Data collection: Scrape Twitter using: OSINT - Open Source Intelligence Tools: Gather text data using real-world techniques. In the real world, in many instances you would have to create your own data set; i.e source your data instead of downloading a clean, ready-made file online
Use Python to search relevant tweets for your study and NLP to analyze sentiment.
Language Syntax: Most NLP courses ignore the core domain of Linguistics. This course explains the fundamentals of Language Syntax & Parse trees - the foundation of how a machine can interpret the structure of s sentence.
New to Python: If you are new to Python or any computer programming, the course instructions make it easy for you to code together with me. I explain code line by line.
No Installs, we go straight to coding - Code using Google Colab - to be up-to-date with what's being used in the Data Science world 2021!

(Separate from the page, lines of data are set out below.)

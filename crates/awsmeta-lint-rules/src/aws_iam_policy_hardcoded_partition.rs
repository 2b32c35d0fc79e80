//! Rule to forbid hardcoded partitions in managed IAM policy ARNs.

use awsmeta_lint_core::engine::{self, CheckPlan, Family, Scope, ValueShape};
use awsmeta_lint_core::{AttributeTarget, CheckContext, CheckError, Emitter, IssueSink, Rule};

/// Rule code for aws-iam-policy-hardcoded-partition.
pub const CODE: &str = "AM004";

/// Rule name for aws-iam-policy-hardcoded-partition.
pub const NAME: &str = "aws-iam-policy-hardcoded-partition";

const TARGETS: &[AttributeTarget] = &[AttributeTarget::resource("aws_iam_policy", "policy")];

const PLAN: CheckPlan = CheckPlan {
    scope: Scope::Attributes(TARGETS),
    shape: ValueShape::Any,
    families: &[Family::PartitionInArn],
    subject: Some("IAM policy"),
};

/// Forbids hardcoded partitions in `aws_iam_policy.policy`.
#[derive(Debug, Clone, Copy, Default)]
pub struct AwsIamPolicyHardcodedPartition;

impl AwsIamPolicyHardcodedPartition {
    /// Creates the rule.
    #[must_use]
    pub const fn new() -> Self {
        Self
    }
}

impl Rule for AwsIamPolicyHardcodedPartition {
    fn name(&self) -> &'static str {
        NAME
    }

    fn code(&self) -> &'static str {
        CODE
    }

    fn description(&self) -> &'static str {
        "Forbids hardcoded AWS partitions in IAM policy ARNs"
    }

    fn check(&self, ctx: &CheckContext<'_>, sink: &mut dyn IssueSink) -> Result<(), CheckError> {
        engine::run(&PLAN, ctx, &Emitter::for_rule(self, ctx.severity), sink)
    }
}
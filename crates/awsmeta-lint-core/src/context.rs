//! Parsed Terraform modules and the views rules read from them.

use crate::patterns::PatternCache;
use crate::types::{Position, Severity, SourceRange};
use hcl_edit::expr::Expression;
use hcl_edit::structure::{Block, BlockLabel, Body, Structure};
use hcl_edit::template::{Element, Template};
use hcl_edit::Span;
use std::ops::Range;
use std::path::{Path, PathBuf};

/// A `.tf` file that failed to parse.
#[derive(Debug, Clone, thiserror::Error)]
#[error("Parse error in {path}: {message}")]
pub struct ParseError {
    /// Path of the file.
    pub path: PathBuf,
    /// Parser message.
    pub message: String,
}

/// A parsed configuration file.
#[derive(Debug)]
pub struct SourceFile {
    path: PathBuf,
    content: String,
    body: Body,
    line_starts: Vec<usize>,
}

impl SourceFile {
    /// Parses `content` as HCL.
    ///
    /// `path` is used for reporting only and is usually relative to the
    /// analysis root.
    ///
    /// # Errors
    ///
    /// Returns an error if the content is not valid HCL.
    pub fn parse(path: impl Into<PathBuf>, content: impl Into<String>) -> Result<Self, ParseError> {
        let path = path.into();
        let content = content.into();
        let body = hcl_edit::parser::parse_body(&content).map_err(|e| ParseError {
            path: path.clone(),
            message: e.to_string(),
        })?;

        let line_starts = std::iter::once(0)
            .chain(content.match_indices('\n').map(|(i, _)| i + 1))
            .collect();

        Ok(Self {
            path,
            content,
            body,
            line_starts,
        })
    }

    /// Returns the reporting path.
    #[must_use]
    pub fn path(&self) -> &Path {
        &self.path
    }

    /// Returns the file contents.
    #[must_use]
    pub fn content(&self) -> &str {
        &self.content
    }

    /// Returns the parsed body.
    #[must_use]
    pub fn body(&self) -> &Body {
        &self.body
    }

    /// Converts a byte offset into a line/column position.
    ///
    /// Offsets past the end are clamped to the end of the file.
    #[must_use]
    pub fn position(&self, offset: usize) -> Position {
        let offset = offset.min(self.content.len());
        let line = self.line_starts.partition_point(|&start| start <= offset);
        let line_start = self.line_starts.get(line.saturating_sub(1)).copied().unwrap_or(0);
        let column = self
            .content
            .get(line_start..offset)
            .map_or(offset - line_start, |s| s.chars().count())
            + 1;
        Position::new(line.max(1), column, offset)
    }

    /// Converts a byte span into a source range.
    #[must_use]
    pub fn range(&self, span: Range<usize>) -> SourceRange {
        SourceRange::new(
            self.path.clone(),
            self.position(span.start),
            self.position(span.end),
        )
    }
}

/// Identifies attributes inside top-level blocks.
///
/// `resource "aws_iam_policy" "x" { policy = ... }` is
/// `AttributeTarget::resource("aws_iam_policy", "policy")`, and
/// `provider "aws" { assume_role { role_arn = ... } }` is
/// `AttributeTarget::provider("aws", "role_arn").within("assume_role")`.
#[derive(Debug, Clone, Copy, PartialEq, Eq, Hash)]
pub struct AttributeTarget {
    /// Top-level block type (`resource`, `provider`).
    pub block: &'static str,
    /// First label of the block (resource type or provider name).
    pub label: &'static str,
    /// Nested block type holding the attribute, if any.
    pub nested: Option<&'static str>,
    /// Attribute name.
    pub attribute: &'static str,
}

impl AttributeTarget {
    /// Targets an attribute of a `resource "<resource_type>"` block.
    #[must_use]
    pub const fn resource(resource_type: &'static str, attribute: &'static str) -> Self {
        Self {
            block: "resource",
            label: resource_type,
            nested: None,
            attribute,
        }
    }

    /// Targets an attribute of a `provider "<name>"` block.
    #[must_use]
    pub const fn provider(name: &'static str, attribute: &'static str) -> Self {
        Self {
            block: "provider",
            label: name,
            nested: None,
            attribute,
        }
    }

    /// Moves the attribute into a nested block of the given type.
    #[must_use]
    pub const fn within(mut self, nested: &'static str) -> Self {
        self.nested = Some(nested);
        self
    }

    fn matches_block(&self, block: &Block) -> bool {
        block.ident.as_str() == self.block
            && block.labels.first().map(label_str) == Some(self.label)
    }
}

impl std::fmt::Display for AttributeTarget {
    fn fmt(&self, f: &mut std::fmt::Formatter<'_>) -> std::fmt::Result {
        write!(f, "{} \"{}\"", self.block, self.label)?;
        if let Some(nested) = self.nested {
            write!(f, " {nested}")?;
        }
        write!(f, ".{}", self.attribute)
    }
}

fn label_str(label: &BlockLabel) -> &str {
    match label {
        BlockLabel::String(s) => s.value().as_str(),
        BlockLabel::Ident(ident) => ident.as_str(),
    }
}

fn blocks<'a>(body: &'a Body, ident: &'a str) -> impl Iterator<Item = &'a Block> + 'a {
    body.iter()
        .filter_map(Structure::as_block)
        .filter(move |block| block.ident.as_str() == ident)
}

fn attribute<'a>(body: &'a Body, key: &str) -> Option<&'a Expression> {
    body.iter()
        .filter_map(Structure::as_attribute)
        .find(|attr| attr.key.as_str() == key)
        .map(|attr| &attr.value)
}

/// All configuration files of one directory.
#[derive(Debug, Default)]
pub struct ModuleContext {
    dir: PathBuf,
    files: Vec<SourceFile>,
}

impl ModuleContext {
    /// Creates an empty module for `dir`.
    #[must_use]
    pub fn new(dir: impl Into<PathBuf>) -> Self {
        Self {
            dir: dir.into(),
            files: Vec::new(),
        }
    }

    /// Parses `(path, content)` pairs into a module.
    ///
    /// # Errors
    ///
    /// Returns the first parse error.
    pub fn from_sources<P, C>(sources: impl IntoIterator<Item = (P, C)>) -> Result<Self, ParseError>
    where
        P: Into<PathBuf>,
        C: Into<String>,
    {
        let mut module = Self::default();
        for (path, content) in sources {
            module.push(SourceFile::parse(path, content)?);
        }
        Ok(module)
    }

    /// Adds a parsed file.
    pub fn push(&mut self, file: SourceFile) {
        self.files.push(file);
    }

    /// Returns the module directory.
    #[must_use]
    pub fn dir(&self) -> &Path {
        &self.dir
    }

    /// Returns the files in load order.
    #[must_use]
    pub fn files(&self) -> &[SourceFile] {
        &self.files
    }

    /// Returns true if the module holds no files.
    #[must_use]
    pub fn is_empty(&self) -> bool {
        self.files.is_empty()
    }

    /// Returns every expression assigned to `target`, in file order.
    #[must_use]
    pub fn attributes(&self, target: &AttributeTarget) -> Vec<ExprRef<'_>> {
        let mut found = Vec::new();
        for (file_index, file) in self.files.iter().enumerate() {
            for block in blocks(file.body(), target.block).filter(|b| target.matches_block(b)) {
                let exprs: Vec<&Expression> = match target.nested {
                    None => attribute(&block.body, target.attribute).into_iter().collect(),
                    Some(nested) => blocks(&block.body, nested)
                        .filter_map(|inner| attribute(&inner.body, target.attribute))
                        .collect(),
                };
                found.extend(exprs.into_iter().map(|expr| ExprRef::new(file, file_index, expr)));
            }
        }
        found
    }
}

/// Broad syntactic category of an expression.
#[derive(Debug, Clone, Copy, PartialEq, Eq, Hash)]
pub enum ExprKind {
    /// `null`
    Null,
    /// `true` / `false`
    Bool,
    /// Numeric literal.
    Number,
    /// Quoted string without interpolation.
    String,
    /// Tuple.
    Array,
    /// Object.
    Object,
    /// Quoted string with template elements.
    Template,
    /// Heredoc.
    Heredoc,
    /// Parenthesized expression.
    Parenthesis,
    /// Bare identifier.
    Variable,
    /// `a ? b : c`
    Conditional,
    /// Function call.
    FuncCall,
    /// Attribute or index traversal.
    Traversal,
    /// Unary operation.
    UnaryOp,
    /// Binary operation.
    BinaryOp,
    /// `for` expression.
    For,
}

/// A borrowed expression together with the file it lives in.
#[derive(Debug, Clone, Copy)]
pub struct ExprRef<'a> {
    file: &'a SourceFile,
    file_index: usize,
    expr: &'a Expression,
}

impl<'a> ExprRef<'a> {
    /// Wraps `expr` from `file`.
    #[must_use]
    pub fn new(file: &'a SourceFile, file_index: usize, expr: &'a Expression) -> Self {
        Self {
            file,
            file_index,
            expr,
        }
    }

    /// Returns the underlying expression.
    #[must_use]
    pub fn expr(&self) -> &'a Expression {
        self.expr
    }

    /// Returns the file holding the expression.
    #[must_use]
    pub fn file(&self) -> &'a SourceFile {
        self.file
    }

    /// Returns the index of the file within its module.
    #[must_use]
    pub fn file_index(&self) -> usize {
        self.file_index
    }

    /// Returns the byte span, if the parser recorded one.
    #[must_use]
    pub fn span(&self) -> Option<Range<usize>> {
        self.expr.span()
    }

    /// Returns the source range. Expressions without a span map to the
    /// start of the file.
    #[must_use]
    pub fn range(&self) -> SourceRange {
        self.file.range(self.span().unwrap_or_default())
    }

    /// Returns the raw source text of the expression.
    #[must_use]
    pub fn source_text(&self) -> Option<&'a str> {
        self.span().and_then(|span| self.file.content().get(span))
    }

    /// Returns the syntactic category.
    #[must_use]
    pub fn kind(&self) -> ExprKind {
        match self.expr {
            Expression::Null(_) => ExprKind::Null,
            Expression::Bool(_) => ExprKind::Bool,
            Expression::Number(_) => ExprKind::Number,
            Expression::String(_) => ExprKind::String,
            Expression::Array(_) => ExprKind::Array,
            Expression::Object(_) => ExprKind::Object,
            Expression::StringTemplate(_) => ExprKind::Template,
            Expression::HeredocTemplate(_) => ExprKind::Heredoc,
            Expression::Parenthesis(_) => ExprKind::Parenthesis,
            Expression::Variable(_) => ExprKind::Variable,
            Expression::Conditional(_) => ExprKind::Conditional,
            Expression::FuncCall(_) => ExprKind::FuncCall,
            Expression::Traversal(_) => ExprKind::Traversal,
            Expression::UnaryOp(_) => ExprKind::UnaryOp,
            Expression::BinaryOp(_) => ExprKind::BinaryOp,
            Expression::ForExpr(_) => ExprKind::For,
        }
    }

    /// Returns the template body for string templates and heredocs.
    #[must_use]
    pub fn template(&self) -> Option<&'a Template> {
        match self.expr {
            Expression::StringTemplate(t) => Some(&**t),
            Expression::HeredocTemplate(h) => Some(&h.template),
            _ => None,
        }
    }

    /// Returns true if the expression has no child expressions.
    ///
    /// Templates count as leaves only when every element is literal text.
    #[must_use]
    pub fn is_leaf(&self) -> bool {
        match self.kind() {
            ExprKind::Null
            | ExprKind::Bool
            | ExprKind::Number
            | ExprKind::String
            | ExprKind::Variable => true,
            ExprKind::Template | ExprKind::Heredoc => self
                .template()
                .is_some_and(|t| t.iter().all(|e| matches!(e, Element::Literal(_)))),
            _ => false,
        }
    }
}

/// Everything a rule sees while checking one module.
#[derive(Debug, Clone, Copy)]
pub struct CheckContext<'a> {
    /// The module under check.
    pub module: &'a ModuleContext,
    /// Compiled patterns for this run.
    pub patterns: &'a PatternCache,
    /// Effective severity of the rule being run.
    pub severity: Severity,
}

impl<'a> CheckContext<'a> {
    /// Creates a context.
    #[must_use]
    pub fn new(module: &'a ModuleContext, patterns: &'a PatternCache, severity: Severity) -> Self {
        Self {
            module,
            patterns,
            severity,
        }
    }
}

The gentle pace takes you gradually from these basics of NLP foundation to being able to understand Mathematical & Linguistic (English-Language-based, Non-Mathematical) theories of Deep Learning.

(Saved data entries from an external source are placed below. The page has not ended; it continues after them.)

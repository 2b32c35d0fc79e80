//! Reduces expressions to literal strings where that needs no outside input.
//!
//! Anything depending on variables, data sources, resources or unsupported
//! functions is [`Evaluation::Unresolved`], which callers skip silently.

use hcl_edit::expr::{Expression, FuncCall, Object, ObjectKey};
use hcl_edit::template::{Element, Template};
use serde_json::{Map, Number, Value};

/// Deepest nesting the evaluator descends into.
pub const MAX_DEPTH: usize = 256;

/// Why an expression has no literal value.
#[derive(Debug, Clone, PartialEq, Eq)]
pub enum UnresolvedReason {
    /// Refers to a variable, local, resource or data source.
    Reference,
    /// Calls a function the evaluator does not implement, or with unusable arguments.
    Function(String),
    /// Uses a unary or binary operator.
    Operator,
    /// Is a `for` expression.
    ForExpr,
    /// Contains a template directive.
    Directive,
    /// Conditional whose condition is not a literal bool.
    Condition,
    /// Resolves to a value that is not a string, number or bool.
    NotAString,
}

impl std::fmt::Display for UnresolvedReason {
    fn fmt(&self, f: &mut std::fmt::Formatter<'_>) -> std::fmt::Result {
        match self {
            Self::Reference => write!(f, "references a runtime value"),
            Self::Function(name) => write!(f, "calls unsupported function '{name}'"),
            Self::Operator => write!(f, "uses an operator"),
            Self::ForExpr => write!(f, "is a for expression"),
            Self::Directive => write!(f, "contains a template directive"),
            Self::Condition => write!(f, "has a non-literal condition"),
            Self::NotAString => write!(f, "is not a string"),
        }
    }
}

/// Outcome of evaluating an expression.
#[derive(Debug, Clone, PartialEq, Eq)]
pub enum Evaluation {
    /// The expression has this literal value.
    Literal(String),
    /// The value depends on something outside the configuration text.
    Unresolved(UnresolvedReason),
}

impl Evaluation {
    /// Returns the literal, if any.
    #[must_use]
    pub fn as_literal(&self) -> Option<&str> {
        match self {
            Self::Literal(value) => Some(value),
            Self::Unresolved(_) => None,
        }
    }
}

/// Faults of the evaluator itself, as opposed to dynamic values.
#[derive(Debug, Clone, PartialEq, Eq, thiserror::Error)]
pub enum EvalError {
    /// Nesting exceeded [`MAX_DEPTH`].
    #[error("Expression nested deeper than {MAX_DEPTH} levels")]
    TooDeep,

    /// A number has no JSON representation.
    #[error("Number {0} cannot be encoded as JSON")]
    NonFiniteNumber(String),

    /// JSON encoding failed.
    #[error("Failed to encode JSON: {0}")]
    Encode(String),
}

enum Skip {
    Unresolved(UnresolvedReason),
    Fault(EvalError),
}

impl From<EvalError> for Skip {
    fn from(e: EvalError) -> Self {
        Self::Fault(e)
    }
}

impl From<UnresolvedReason> for Skip {
    fn from(reason: UnresolvedReason) -> Self {
        Self::Unresolved(reason)
    }
}

/// Evaluates `expr` to a literal string.
///
/// Numbers and bools are rendered the way Terraform converts them to
/// strings. `null`, tuples and objects are [`UnresolvedReason::NotAString`].
///
/// # Errors
///
/// Returns an error only for evaluator faults such as excessive nesting.
pub fn evaluate(expr: &Expression) -> Result<Evaluation, EvalError> {
    match value(expr, 0).and_then(|v| Ok(to_text(v)?)) {
        Ok(text) => Ok(Evaluation::Literal(text)),
        Err(Skip::Unresolved(reason)) => Ok(Evaluation::Unresolved(reason)),
        Err(Skip::Fault(e)) => Err(e),
    }
}

fn to_text(value: Value) -> Result<String, UnresolvedReason> {
    match value {
        Value::String(s) => Ok(s),
        Value::Number(n) => Ok(n.to_string()),
        Value::Bool(b) => Ok(b.to_string()),
        Value::Null | Value::Array(_) | Value::Object(_) => Err(UnresolvedReason::NotAString),
    }
}

fn value(expr: &Expression, depth: usize) -> Result<Value, Skip> {
    if depth > MAX_DEPTH {
        return Err(EvalError::TooDeep.into());
    }
    let next = depth + 1;

    match expr {
        Expression::Null(_) => Ok(Value::Null),
        Expression::Bool(b) => Ok(Value::Bool(*b.value())),
        Expression::Number(n) => number(n.value()).map(Value::Number),
        Expression::String(s) => Ok(Value::String(s.value().clone())),
        Expression::Array(array) => array
            .iter()
            .map(|e| value(e, next))
            .collect::<Result<Vec<_>, _>>()
            .map(Value::Array),
        Expression::Object(object) => self::object(object, next).map(Value::Object),
        Expression::StringTemplate(t) => template(t, next).map(Value::String),
        Expression::HeredocTemplate(h) => template(&h.template, next).map(Value::String),
        Expression::Parenthesis(p) => value(p.inner(), next),
        Expression::Conditional(c) => match value(&c.cond_expr, next)? {
            Value::Bool(true) => value(&c.true_expr, next),
            Value::Bool(false) => value(&c.false_expr, next),
            _ => Err(UnresolvedReason::Condition.into()),
        },
        Expression::FuncCall(call) => func_call(call, next),
        Expression::Variable(_) | Expression::Traversal(_) => {
            Err(UnresolvedReason::Reference.into())
        }
        Expression::UnaryOp(_) | Expression::BinaryOp(_) => Err(UnresolvedReason::Operator.into()),
        Expression::ForExpr(_) => Err(UnresolvedReason::ForExpr.into()),
    }
}

fn number(n: &hcl_edit::Number) -> Result<Number, Skip> {
    if let Some(i) = n.as_i64() {
        return Ok(Number::from(i));
    }
    if let Some(u) = n.as_u64() {
        return Ok(Number::from(u));
    }
    n.as_f64()
        .and_then(Number::from_f64)
        .ok_or_else(|| EvalError::NonFiniteNumber(n.to_string()).into())
}

fn object(object: &Object, depth: usize) -> Result<Map<String, Value>, Skip> {
    let mut map = Map::new();
    for (key, val) in object.iter() {
        let key = match key {
            ObjectKey::Ident(ident) => ident.as_str().to_string(),
            ObjectKey::Expression(expr) => to_text(value(expr, depth)?)?,
        };
        map.insert(key, value(val.expr(), depth)?);
    }
    Ok(map)
}

fn template(template: &Template, depth: usize) -> Result<String, Skip> {
    let mut out = String::new();
    for element in template.iter() {
        match element {
            Element::Literal(lit) => out.push_str(lit.value()),
            Element::Interpolation(interp) => out.push_str(&to_text(value(&interp.expr, depth)?)?),
            Element::Directive(_) => return Err(UnresolvedReason::Directive.into()),
        }
    }
    Ok(out)
}

fn func_call(call: &FuncCall, depth: usize) -> Result<Value, Skip> {
    let name = call.name.name.as_str();
    let unsupported = || Skip::Unresolved(UnresolvedReason::Function(name.to_string()));

    if !call.name.namespace.is_empty() || call.args.expand_final() {
        return Err(unsupported());
    }

    let args = call
        .args
        .iter()
        .map(|arg| value(arg, depth))
        .collect::<Result<Vec<_>, _>>()?;

    match (name, args.as_slice()) {
        ("jsonencode", [arg]) => serde_json::to_string(arg)
            .map(Value::String)
            .map_err(|e| EvalError::Encode(e.to_string()).into()),
        ("tostring", [arg]) => Ok(Value::String(to_text(arg.clone())?)),
        ("lower", [Value::String(s)]) => Ok(Value::String(s.to_lowercase())),
        ("upper", [Value::String(s)]) => Ok(Value::String(s.to_uppercase())),
        ("trimspace", [Value::String(s)]) => Ok(Value::String(s.trim().to_string())),
        ("join", [Value::String(sep), lists @ ..]) if !lists.is_empty() => {
            let mut parts = Vec::new();
            for list in lists {
                let Value::Array(items) = list else {
                    return Err(unsupported());
                };
                for item in items {
                    parts.push(to_text(item.clone())?);
                }
            }
            Ok(Value::String(parts.join(sep.as_str())))
        }
        _ => Err(unsupported()),
    }
}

Natural Language Processing Foundation
Linguistics & Semantics - study the background theory on natural language to better understand the Computer Science applications
Pre-processing Data (cleaning)
Regex, Tokenization, Stemming, Lemmatization
Name Entity Recognition (NER)
Part-of-Speech Tagging
Libraries:
NLTK
Sci-kit Learn
Tensorflow
Pytorch
SpaCy
DeepPavlov
Twint
The topics outlined below are taught using practical Python projects!
Parse Tree
Markov Chain
Text Classification & Sentiment Analysis
Company Name Generator
Unsupervised Sentiment Analysis
Topic Modelling
Word Embedding with Deep Learning Models
Open Domain Question Answering (like asking Google)
Closed Domain Question Answering (Like asking a Restaurant-Finder bot)
LSTM using TensorFlow, Keras Sequence Model
Speech Recognition
Convert Speech to Text
Neural Networks
This is taught from first principles - comparing Biological Neurons in the Human Brain to Artificial Neurons.
Practical project: Sentiment Analysis of Steam Reviews
Word Embedding: This topic is covered in detail, similar to an undergraduate course structure that includes the theory & practical examples of:
TF-IDF
Word2Vec
One Hot Encoding
gloVe
Deep Learning
Recurrent Neural Networks
LSTMs
Get introduced to Long short-term memory and the recurrent neural network architecture used in the field of deep learning.
Build models using LSTMs
Who this course is for:
Anyone who is curious about data science & NLP
Those who are in the Business & Marketing world - learn use NLP to gain insight into customers & products. Can help at interviews & job promotions.
If you intend to enrol in an NLP/Data Science course but are a total newbie, complete this course before to avoid being lost in class since it can seem overwhelming if classmates already have a foundation in Python or Datascience.